House Minority Whip Steny Hoyer (D-Md.), Rep. John Conyers of Michigan and Rep. Robert Brady were the lead authors of the letter, which was signed by 188 members of the House of Representatives.
“The right to vote is the most powerful weapon we have in a democracy,” the letter states. “Yet with state voting registration laws constantly changing, often students can be left out in the cold.”
“Restrictive residency and identification requirements, inconveniently located polling places, inadequate information have created difficulties for college students trying to exercise their right to vote,” the letter continues. “With state voting registration laws constantly changing, it is important that students be supplied with complete and correct information about registering and voting.”
The letter asks college and university presidents to “consider providing voter registration information and voting guides for first year students during their initial registration or orientation” and for campus officials to reach out to “local and state election officials to help students with registration and residency requirements.”
“Further, you may wish to look at ways to turn your campus into a voter registration site and polling place,” the letter says. “Long lines have plagued polling locations for years. By working with your local and state election officials you may be able to decrease the amount of time required to cast a ballot, increase participation and increase confidence in the voting process.”
Lawmakers, civil rights and civil liberties advocates have expressed concern about the potential impact that new voting access laws approved by more than a dozen mostly Republican-controlled states will have on young, minority, elderly and poor voters who tend to vote Democratic.
The laws include having people show government-approved photo identification in order to register or vote; shortening or ending early voting periods; curtailing voter registration drives by third-party groups like the NAACP or the youth-oriented Rock the Vote; and rescinding voting rights of convicted felons who’ve served their time.
The new laws may have a major impact on the race between incumbent President Barack Obama and Republican presidential candidate Mitt Romney. States that have approved changes in their voting laws account for 171 electoral votes this year, 63 percent of the 270 electoral votes needed to win the presidency.
Opponents of the laws said most of them appeared aimed at suppressing black and Hispanic votes. But some of the new measures also seem to target college students. In Texas, for example, a University of Texas student photo ID is not acceptable for voter registration but a state-issued concealed gun license is.

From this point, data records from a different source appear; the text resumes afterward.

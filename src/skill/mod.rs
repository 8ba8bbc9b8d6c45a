//! Skill catalog
//!
//! The save format stores experience and levels as parallel lists whose
//! positions follow `Skill::ALL`. The order is part of the format and must
//! never change.

mod experience;

pub use experience::{level_for, EXPERIENCE_TABLE, MAX_LEVEL, MIN_LEVEL};

use serde::{Serialize, Serializer};
use std::fmt;
use std::str::FromStr;

use crate::error::Error;

#[derive(Debug, Clone, Copy, PartialEq, Eq, PartialOrd, Ord, Hash)]
pub enum Skill {
    Attack,
    Defence,
    Strength,
    Constitution,
    Ranged,
    Prayer,
    Magic,
    Cooking,
    Woodcutting,
    Fletching,
    Fishing,
    Firemaking,
    Crafting,
    Smithing,
    Mining,
    Herblore,
    Agility,
    Thieving,
    Slayer,
    Farming,
    Runecrafting,
    Hunter,
    Construction,
    Summoning,
    Dungeoneering,
}

impl Skill {
    /// Every skill, in save-file order.
    pub const ALL: [Skill; 25] = [
        Skill::Attack,
        Skill::Defence,
        Skill::Strength,
        Skill::Constitution,
        Skill::Ranged,
        Skill::Prayer,
        Skill::Magic,
        Skill::Cooking,
        Skill::Woodcutting,
        Skill::Fletching,
        Skill::Fishing,
        Skill::Firemaking,
        Skill::Crafting,
        Skill::Smithing,
        Skill::Mining,
        Skill::Herblore,
        Skill::Agility,
        Skill::Thieving,
        Skill::Slayer,
        Skill::Farming,
        Skill::Runecrafting,
        Skill::Hunter,
        Skill::Construction,
        Skill::Summoning,
        Skill::Dungeoneering,
    ];

    pub const COUNT: usize = Self::ALL.len();

    pub fn as_str(&self) -> &'static str {
        match self {
            Skill::Attack => "Attack",
            Skill::Defence => "Defence",
            Skill::Strength => "Strength",
            Skill::Constitution => "Constitution",
            Skill::Ranged => "Ranged",
            Skill::Prayer => "Prayer",
            Skill::Magic => "Magic",
            Skill::Cooking => "Cooking",
            Skill::Woodcutting => "Woodcutting",
            Skill::Fletching => "Fletching",
            Skill::Fishing => "Fishing",
            Skill::Firemaking => "Firemaking",
            Skill::Crafting => "Crafting",
            Skill::Smithing => "Smithing",
            Skill::Mining => "Mining",
            Skill::Herblore => "Herblore",
            Skill::Agility => "Agility",
            Skill::Thieving => "Thieving",
            Skill::Slayer => "Slayer",
            Skill::Farming => "Farming",
            Skill::Runecrafting => "Runecrafting",
            Skill::Hunter => "Hunter",
            Skill::Construction => "Construction",
            Skill::Summoning => "Summoning",
            Skill::Dungeoneering => "Dungeoneering",
        }
    }

    /// Whether the save's level for this skill is unreliable and has to be
    /// derived from experience instead.
    pub fn is_derived(&self) -> bool {
        matches!(self, Skill::Constitution)
    }
}

/// One skill's level and canonical experience.
#[derive(Debug, Clone, Copy, PartialEq, Serialize)]
pub struct SkillRecord {
    pub level: u8,
    pub experience: f64,
}

impl fmt::Display for Skill {
    fn fmt(&self, f: &mut fmt::Formatter<'_>) -> fmt::Result {
        f.write_str(self.as_str())
    }
}

impl FromStr for Skill {
    type Err = Error;

    /// Case-insensitive lookup by display name.
    fn from_str(s: &str) -> Result<Self, Self::Err> {
        Skill::ALL
            .iter()
            .copied()
            .find(|skill| skill.as_str().eq_ignore_ascii_case(s.trim()))
            .ok_or_else(|| Error::InvalidSkill(s.to_string()))
    }
}

impl Serialize for Skill {
    fn serialize<S: Serializer>(&self, serializer: S) -> Result<S::Ok, S::Error> {
        serializer.serialize_str(self.as_str())
    }
}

In June, New Hampshire Democratic Gov. John Lynch vetoed a voting access bill passed by the state’s GOP-controlled legislature that would have made it difficult for out-of-state college students to vote.
Under the bill, various forms of ID would have been accepted to vote in this fall’s elections, including student ID, but only driver’s licenses, state-issued non-driver’s identification cards, passports, or military ID would be allowed in later elections.
Before the law passed, New Hampshire House Speaker William O’Brien told a Tea Party group that students are “foolish: and usually “vote their feelings.” “Voting as a liberal,” O’Brien told the group, according to the New York Times. “That’s what kids do.”
Lynch said the bill was “overly broad and will effectively require resident seniors, as well as retirees and young persons coming from out of state to register a car and apply for a New Hampshire license in order to vote. There is no compelling state interest for this requirement.”